Jensen’s Inequality and The Biasedness of Standard Deviation

Be sceptical of your conclusion

Posted on July 2023


Let me begin by explaining that all calculation of parameters of data are only estimations of the true parameters of the process you can read this article if you are confused about this part

Estimation

Estimation in statistics is such a huge topic. At the time of the writing, I can not cover all of this in one article. Maybe I will write about estimation in another article. But do not worry, we only need to know about biasedness of estimator to go further.

Let’s say you want to know the central tendency of a real world process. Usually, when people try to guess the central tendency of a real world process they use the mean. Especially the one where we use bootstrap sampling by summing all data points and divide them by the number of the data. Well, this mean is not the only way to calculate the central tendency of a data. There are many ways, one of which would be the median.

Which one should we use then? The answer is depend. That is why the mean, the median, and all transformations in statistics are only estimators of the true process parameters in which we will never know. And because all transformations in statistics are only estimators, they can be wrong, or in another word there is a difference between the expected value of a parameter in our data and the true process. This is called bias, and it is defined mathematically as

\[E(\hat{\theta}) \neq \theta\]

With $\hat{\theta}$ as the parameter of the data and $\theta$ as the parameter of the true process.

The punchline is that the standard deviation, an estimator of deviation of distribution, is bias. Which means when we try to model a real world process and collect the data, our standard deviation of the data is different than the true standard deviation.

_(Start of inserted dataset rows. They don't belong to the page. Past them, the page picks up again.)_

//! Loading and validating configs from files on disk.

use std::fs;

use ctxvault_config::{BackendKind, BackendSpec, ConfigError, DatabaseConfig};
use tempfile::TempDir;

#[test]
fn test_load_document_config_from_file() {
    let dir = TempDir::new().unwrap();
    let path = dir.path().join("ctxvault.toml");
    fs::write(
        &path,
        r#"
        kind = "json"

        [document]
        path = "/data/context-db.json"
        max_entries = 250
        flush_debounce_ms = 20
        "#,
    )
    .unwrap();

    let config = DatabaseConfig::load(&path).unwrap();
    assert_eq!(config.kind, BackendKind::Document);

    match config.validate().unwrap() {
        BackendSpec::Document(doc) => {
            assert_eq!(doc.max_entries, 250);
            assert_eq!(doc.flush_debounce_ms, 20);
        }
        other => panic!("expected document spec, got {other:?}"),
    }
}

#[test]
fn test_missing_payload_names_section() {
    let config = DatabaseConfig::from_toml(r#"kind = "relational""#).unwrap();
    let err = config.validate().unwrap_err();
    assert!(matches!(
        err,
        ConfigError::MissingPayload {
            kind: BackendKind::Relational,
            payload: "relational"
        }
    ));
}

#[test]
fn test_unknown_kind_is_parse_error() {
    let err = DatabaseConfig::from_toml(r#"kind = "mongo""#).unwrap_err();
    assert!(matches!(err, ConfigError::Parse(_)));
}

#[test]
fn test_missing_file_is_read_error() {
    let dir = TempDir::new().unwrap();
    let err = DatabaseConfig::load(&dir.path().join("absent.toml")).unwrap_err();
    assert!(matches!(err, ConfigError::ReadFile { .. }));
}

#[test]
fn test_serialized_preset_reloads() {
    let dir = TempDir::new().unwrap();
    let team = DatabaseConfig::team(dir.path());
    let text = toml::to_string(&team).unwrap();
    let reloaded = DatabaseConfig::from_toml(&text).unwrap();
    assert_eq!(reloaded, team);
    assert_eq!(reloaded.validate().unwrap().storage_paths().len(), 2);
}
//! Init command - create the store and report what it holds.

use anyhow::Result;
use clap::Args;
use console::{Style, style};
use serde::Serialize;

use super::{Context, print_json};

/// Arguments for the init command.
#[derive(Args, Debug)]
pub struct InitArgs {
    /// Also insert the standard agent profiles under their stable ids
    #[arg(long)]
    pub standard_agents: bool,
}

#[derive(Debug, Serialize)]
#[serde(rename_all = "camelCase")]
struct InitOutput {
    backend: String,
    storage_paths: Vec<String>,
    contexts: usize,
    agents: usize,
    healthy: bool,
}

/// Run the init command.
pub async fn run(args: InitArgs, ctx: &Context) -> Result<()> {
    let db = ctx.open_database().await?;

    if args.standard_agents {
        db.populate_standard_agents().await?;
    }
    let stats = db.get_stats(None).await?;
    let output = InitOutput {
        backend: db.kind().to_string(),
        storage_paths: db
            .storage_paths()
            .iter()
            .map(|p| p.display().to_string())
            .collect(),
        contexts: stats.total_contexts,
        agents: stats.total_agents,
        healthy: db.health_check().await,
    };
    db.shutdown().await?;

    if ctx.json_output {
        return print_json(&output);
    }

    let green = Style::new().green();
    let dim = Style::new().dim();
    println!();
    println!("{}", style("ctxvault store").bold());
    println!("{}", dim.apply_to("─".repeat(40)));
    println!();
    println!("  {} {}", dim.apply_to("Backend:"), output.backend);
    for path in &output.storage_paths {
        println!("  {} {}", dim.apply_to("Path:"), path);
    }
    println!("  {} {}", dim.apply_to("Contexts:"), output.contexts);
    println!("  {} {}", dim.apply_to("Agents:"), output.agents);
    if output.healthy {
        println!("  {} {}", dim.apply_to("Status:"), green.apply_to("● ready"));
    } else {
        let red = Style::new().red();
        println!("  {} {}", dim.apply_to("Status:"), red.apply_to("● unhealthy"));
    }
    println!();
    Ok(())
}
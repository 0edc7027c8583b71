//! The storage contract every backend implements.
//!
//! Required operations cover connection lifecycle, context and agent CRUD,
//! search and aggregate statistics. Export/import, vector search and
//! cross-adapter sync are optional: a backend advertises them through
//! [`DatabaseAdapter::capabilities`], and the default bodies report
//! [`StorageError::Unsupported`].
//!
//! # Example
//!
//! ```ignore
//! async fn newest_decisions(db: &dyn DatabaseAdapter) -> Result<Vec<ContextEntry>> {
//!     let options = SearchOptions::new().with_type(ContextType::Decision).paged(10, 0);
//!     db.list_contexts(&options).await
//! }
//! ```

use async_trait::async_trait;
use tracing::{debug, warn};

use ctxvault_types::{
    AgentPatch, BackendKind, Capabilities, Capability, ContextEntry, ContextPatch, DataSnapshot,
    DatabaseAgent, DatabaseStats, Id, ImportReport, NewAgent, NewContext, SearchOptions,
    SimilarityMatch, StatsFilter, SyncReport,
};

use crate::error::{Result, StorageError};

/// A concrete backend behind the storage contract.
///
/// # Thread Safety
///
/// Implementations must be `Send + Sync`; the facade shares one instance for
/// the lifetime of the process.
#[async_trait]
pub trait DatabaseAdapter: Send + Sync {
    /// The backend kind, reported in stats and errors.
    fn kind(&self) -> BackendKind;

    /// Optional operations this backend provides.
    fn capabilities(&self) -> Capabilities;

    fn is_connected(&self) -> bool;

    /// Open the backing resource. Calling it on a connected adapter is a no-op.
    async fn connect(&self) -> Result<()>;

    /// Release the backing resource after making every mutation durable.
    async fn disconnect(&self) -> Result<()>;

    /// Connected, and statistics can be computed.
    async fn health_check(&self) -> bool {
        self.is_connected() && self.stats(None).await.is_ok()
    }

    /// Force pending writes to durable storage.
    async fn flush(&self) -> Result<()> {
        Ok(())
    }

    // ── Contexts ─────────────────────────────────────────────────────────

    /// Store a new entry. The adapter assigns id and timestamp.
    async fn insert_context(&self, context: NewContext) -> Result<Id>;

    /// Store an entry with caller-supplied identity. Used by bootstrap and migration.
    ///
    /// # Errors
    ///
    /// Returns [`StorageError::Protected`] if the id already exists.
    async fn insert_context_with_id(&self, entry: ContextEntry) -> Result<()>;

    /// Returns `Ok(None)` if the entry does not exist.
    async fn get_context(&self, id: &str) -> Result<Option<ContextEntry>>;

    /// Filtered entries, newest first, paginated last.
    async fn list_contexts(&self, options: &SearchOptions) -> Result<Vec<ContextEntry>>;

    /// Like [`list_contexts`](Self::list_contexts) with `query` as the free-text filter.
    async fn search_contexts(
        &self,
        query: &str,
        options: &SearchOptions,
    ) -> Result<Vec<ContextEntry>> {
        let options = SearchOptions {
            query: Some(query.to_string()),
            ..options.clone()
        };
        self.list_contexts(&options).await
    }

    async fn update_context(&self, id: &str, patch: ContextPatch) -> Result<()>;

    async fn delete_context(&self, id: &str) -> Result<()>;

    // ── Agents ───────────────────────────────────────────────────────────

    async fn insert_agent(&self, agent: NewAgent) -> Result<Id>;

    /// Store an agent with a predefined id.
    ///
    /// # Errors
    ///
    /// [`StorageError::Protected`] if the id exists, [`StorageError::Conflict`]
    /// if the name is taken.
    async fn insert_agent_with_id(&self, agent: DatabaseAgent) -> Result<()>;

    async fn get_agent(&self, id: &str) -> Result<Option<DatabaseAgent>>;

    /// Every agent, ordered by name.
    async fn list_agents(&self) -> Result<Vec<DatabaseAgent>>;

    async fn update_agent(&self, id: &str, patch: AgentPatch) -> Result<()>;

    /// # Errors
    ///
    /// [`StorageError::Protected`] for seed agents (`is_custom == false`).
    async fn delete_agent(&self, id: &str) -> Result<()>;

    /// Store `agent` in place of the agent held under `old_id`, id included.
    ///
    /// Aligns mirrored catalogues whose seed agents were created with
    /// independent ids.
    ///
    /// # Errors
    ///
    /// [`StorageError::NotFound`] if `old_id` is absent, [`StorageError::Protected`]
    /// if the new id belongs to another agent, [`StorageError::Conflict`] if the
    /// name does.
    async fn replace_agent(&self, old_id: &str, agent: DatabaseAgent) -> Result<()>;

    // ── Aggregates ───────────────────────────────────────────────────────

    async fn stats(&self, filter: Option<&StatsFilter>) -> Result<DatabaseStats>;

    // ── Optional capabilities ────────────────────────────────────────────

    async fn export_data(&self) -> Result<DataSnapshot> {
        Err(StorageError::unsupported(
            Capability::ExportImport,
            self.kind(),
        ))
    }

    async fn import_data(&self, snapshot: DataSnapshot) -> Result<ImportReport> {
        let _ = snapshot;
        Err(StorageError::unsupported(
            Capability::ExportImport,
            self.kind(),
        ))
    }

    async fn vector_search(&self, embedding: &[f32], limit: usize) -> Result<Vec<SimilarityMatch>> {
        let _ = (embedding, limit);
        Err(StorageError::unsupported(
            Capability::VectorSearch,
            self.kind(),
        ))
    }

    async fn store_embedding(&self, context_id: &str, embedding: &[f32]) -> Result<()> {
        let _ = (context_id, embedding);
        Err(StorageError::unsupported(
            Capability::VectorSearch,
            self.kind(),
        ))
    }

    /// Copy every record missing from `target` into it, preserving identity.
    async fn sync_with(&self, target: &dyn DatabaseAdapter) -> Result<SyncReport> {
        let _ = target;
        Err(StorageError::unsupported(Capability::Sync, self.kind()))
    }
}

/// Copy records present in `source` but absent from `target`.
///
/// Records are matched by id. Agents whose name is already taken in the
/// target are skipped; other per-record failures are counted and logged and
/// the rest of the batch continues.
pub async fn sync_into(
    source: &dyn DatabaseAdapter,
    target: &dyn DatabaseAdapter,
) -> Result<SyncReport> {
    let mut report = SyncReport::default();

    for agent in source.list_agents().await? {
        if target.get_agent(&agent.id).await?.is_some() {
            report.skipped += 1;
            continue;
        }
        let id = agent.id.clone();
        match target.insert_agent_with_id(agent).await {
            Ok(()) => report.agents_copied += 1,
            Err(StorageError::Conflict(reason)) => {
                debug!(agent_id = %id, %reason, "Skipping synced agent");
                report.skipped += 1;
            }
            Err(e) => {
                warn!(agent_id = %id, error = %e, "Failed to sync agent");
                report.failed += 1;
            }
        }
    }

    for entry in source.list_contexts(&SearchOptions::default()).await? {
        if target.get_context(&entry.id).await?.is_some() {
            report.skipped += 1;
            continue;
        }
        let id = entry.id.clone();
        match target.insert_context_with_id(entry).await {
            Ok(()) => report.contexts_copied += 1,
            Err(e) => {
                warn!(context_id = %id, error = %e, "Failed to sync context");
                report.failed += 1;
            }
        }
    }

    debug!(
        source = %source.kind(),
        target = %target.kind(),
        contexts = report.contexts_copied,
        agents = report.agents_copied,
        skipped = report.skipped,
        failed = report.failed,
        "Sync complete"
    );
    Ok(report)
}

/// Import a snapshot through the identity-preserving inserts.
///
/// Records whose id exists, and agents whose name is taken, are skipped.
pub async fn import_snapshot(
    target: &dyn DatabaseAdapter,
    snapshot: DataSnapshot,
) -> Result<ImportReport> {
    let mut report = ImportReport::default();

    for agent in snapshot.agents {
        if target.get_agent(&agent.id).await?.is_some() {
            report.skipped += 1;
            continue;
        }
        match target.insert_agent_with_id(agent).await {
            Ok(()) => report.agents_imported += 1,
            Err(StorageError::Conflict(reason)) => {
                debug!(%reason, "Skipping imported agent");
                report.skipped += 1;
            }
            Err(e) => return Err(e),
        }
    }

    for entry in snapshot.contexts {
        if target.get_context(&entry.id).await?.is_some() {
            report.skipped += 1;
            continue;
        }
        target.insert_context_with_id(entry).await?;
        report.contexts_imported += 1;
    }

    Ok(report)
}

In my current knowledge, there are two ways to prove that standard deviation is a bias estimator. One which use manipulations of equations and another which use the infamous Jensen’s inequality. This article will explain the biasedness of standard deviation through the lens of Jensen’s inequality.

What is Jensen’s inequality? Well let me first explain about transformation.

Transformation

In mathematics, a function is a mapping of numbers to another numbers. A function $f(x) = 2 + x$, with $x$ as real numbers, for example, is a function. Function can also be mapped to another function which can be called transformation. So, a function is just a subset of transformation.

In statistics (or everything that involve random variables), it is natural for us to want to know the parameter of a real world process such as the mean, the median, the variances, etc. We calculate those parameters using transformations.

In linear transformation, it is natural to believe that the parameter, let’s say the expectation, of the transformed function is the same as the transformed function of the parameter, in this case the expectation. Or in another word

\[E(f(x)) = f(E(x))\]

But this is only true for linear transformation and not for non-linear transformation.

Jensen’s Inequality

If the function of the non-linear transformation is continuous, then we have either a convex (upward curve) or concave (downward curve) transformation.

When we apply a convex or concave transformation to a random variable, the expectation of the transformed variable is always greater (in convex transformation) or lower (in concave transformation) than the transformed of the expectation the random variable.

\[E(f(x)) \ge f(E(x))\]

in convex transformation,

\[E(F(x)) \le f(E(x)),\]

in concave transformation.

This rule is called Jensen’s inequality. We can see why this is true by drawing.

Jensen's Inequality Illustration

Suppose $f(x)$ is a function of random variable and this function is a convex function as drawn as figure above. Also, suppose that all data points $x$ reside between point $a$ and point $b$. From this drawing, we can see that the expectation of $f(x)$, which shown as point $d$ is always greater than the function of expectation of $x$ as shown as point $c$. We can also do the same thing with a concave function.

Jensen’s inequality can be used to prove that standard deviation, even if we calculate it using the unbiased calculation of variance, will always be bias.

Biasedness of Standard Deviation

For the sake of simpler article, I am just going to use the unbiased version of the variance. Basically, variance is also bias and there are ways to fix this bias using Bessel’s correction. But I am not going to talk about this in this article (maybe in another one).

The unbiased version of the variance is

\[\hat{\sigma}^2 = \frac{\sum_{} ^{} (Y_i - \hat{Y})^2}{n - 1}\]

With $Y_i$ as the data points, $\hat{Y}$ as the mean of the data points, and $n$ as the numbers of data points.

Standard deviation is defined as the square root of the variance. Because standard deviation is the square root of the variance, standard deviation is a concave transformation.

By using Jensen’s inequality of concave transformation and the assumption that the variance of the random variable is not 0 (if the variance is indeed 0 then the data points are all the same) we have

\[E(\sqrt{\hat{\sigma}^2}) < \sqrt{E(\hat{\sigma}^2)}\]

Thus we can conclude that standard deviation is a bias estimator.